- _WHAT IS BEING ASKED_
An exact copy of the entries is needed, with every line included.
[[ EXTRACTED ENTRIES, beginning ]]
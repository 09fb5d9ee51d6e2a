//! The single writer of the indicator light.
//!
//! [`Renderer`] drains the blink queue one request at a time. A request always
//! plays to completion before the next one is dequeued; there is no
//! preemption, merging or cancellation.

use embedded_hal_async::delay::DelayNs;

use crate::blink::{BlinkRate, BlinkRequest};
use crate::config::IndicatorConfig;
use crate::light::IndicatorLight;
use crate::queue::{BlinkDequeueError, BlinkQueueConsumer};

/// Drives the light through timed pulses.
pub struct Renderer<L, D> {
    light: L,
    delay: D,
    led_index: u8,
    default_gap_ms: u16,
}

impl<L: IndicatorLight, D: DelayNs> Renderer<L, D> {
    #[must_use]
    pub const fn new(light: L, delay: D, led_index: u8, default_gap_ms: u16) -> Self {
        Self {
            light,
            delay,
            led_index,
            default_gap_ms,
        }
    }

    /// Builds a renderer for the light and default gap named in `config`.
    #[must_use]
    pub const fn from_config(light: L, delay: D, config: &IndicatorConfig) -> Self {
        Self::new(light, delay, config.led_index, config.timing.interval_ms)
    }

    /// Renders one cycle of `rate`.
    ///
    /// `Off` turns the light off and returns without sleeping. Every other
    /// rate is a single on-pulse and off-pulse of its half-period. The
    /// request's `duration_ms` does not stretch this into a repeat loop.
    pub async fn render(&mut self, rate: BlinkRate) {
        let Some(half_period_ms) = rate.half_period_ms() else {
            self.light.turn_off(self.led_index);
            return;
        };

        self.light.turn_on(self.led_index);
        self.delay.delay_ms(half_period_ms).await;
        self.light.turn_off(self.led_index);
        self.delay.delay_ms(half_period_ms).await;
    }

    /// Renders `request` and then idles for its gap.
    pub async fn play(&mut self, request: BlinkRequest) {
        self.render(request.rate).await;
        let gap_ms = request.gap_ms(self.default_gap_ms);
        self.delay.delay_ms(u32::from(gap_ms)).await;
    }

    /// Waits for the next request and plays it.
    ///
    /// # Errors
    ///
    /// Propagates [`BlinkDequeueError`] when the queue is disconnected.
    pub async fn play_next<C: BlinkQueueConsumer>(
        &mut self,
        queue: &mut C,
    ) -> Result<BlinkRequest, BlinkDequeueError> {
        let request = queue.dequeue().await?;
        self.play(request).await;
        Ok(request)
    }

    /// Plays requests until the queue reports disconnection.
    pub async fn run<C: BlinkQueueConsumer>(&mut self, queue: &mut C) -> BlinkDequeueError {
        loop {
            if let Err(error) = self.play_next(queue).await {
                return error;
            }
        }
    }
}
[[ EXTRACTED ENTRIES, end ]]
- _ANSWER FOR THE TASK_
repository 09fb5d9ee51d6e2a
//! The single writer of the indicator light.
//!
//! [`Renderer`] drains the blink queue one request at a time. A request always
//! plays to completion before the next one is dequeued; there is no
//! preemption, merging or cancellation.

use embedded_hal_async::delay::DelayNs;

use crate::blink::{BlinkRate, BlinkRequest};
use crate::config::IndicatorConfig;
use crate::light::IndicatorLight;
use crate::queue::{BlinkDequeueError, BlinkQueueConsumer};

/// Drives the light through timed pulses.
pub struct Renderer<L, D> {
    light: L,
    delay: D,
    led_index: u8,
    default_gap_ms: u16,
}

impl<L: IndicatorLight, D: DelayNs> Renderer<L, D> {
    #[must_use]
    pub const fn new(light: L, delay: D, led_index: u8, default_gap_ms: u16) -> Self {
        Self {
            light,
            delay,
            led_index,
            default_gap_ms,
        }
    }

    /// Builds a renderer for the light and default gap named in `config`.
    #[must_use]
    pub const fn from_config(light: L, delay: D, config: &IndicatorConfig) -> Self {
        Self::new(light, delay, config.led_index, config.timing.interval_ms)
    }

    /// Renders one cycle of `rate`.
    ///
    /// `Off` turns the light off and returns without sleeping. Every other
    /// rate is a single on-pulse and off-pulse of its half-period. The
    /// request's `duration_ms` does not stretch this into a repeat loop.
    pub async fn render(&mut self, rate: BlinkRate) {
        let Some(half_period_ms) = rate.half_period_ms() else {
            self.light.turn_off(self.led_index);
            return;
        };

        self.light.turn_on(self.led_index);
        self.delay.delay_ms(half_period_ms).await;
        self.light.turn_off(self.led_index);
        self.delay.delay_ms(half_period_ms).await;
    }

    /// Renders `request` and then idles for its gap.
    pub async fn play(&mut self, request: BlinkRequest) {
        self.render(request.rate).await;
        let gap_ms = request.gap_ms(self.default_gap_ms);
        self.delay.delay_ms(u32::from(gap_ms)).await;
    }

    /// Waits for the next request and plays it.
    ///
    /// # Errors
    ///
    /// Propagates [`BlinkDequeueError`] when the queue is disconnected.
    pub async fn play_next<C: BlinkQueueConsumer>(
        &mut self,
        queue: &mut C,
    ) -> Result<BlinkRequest, BlinkDequeueError> {
        let request = queue.dequeue().await?;
        self.play(request).await;
        Ok(request)
    }

    /// Plays requests until the queue reports disconnection.
    pub async fn run<C: BlinkQueueConsumer>(&mut self, queue: &mut C) -> BlinkDequeueError {
        loop {
            if let Err(error) = self.play_next(queue).await {
                return error;
            }
        }
    }
}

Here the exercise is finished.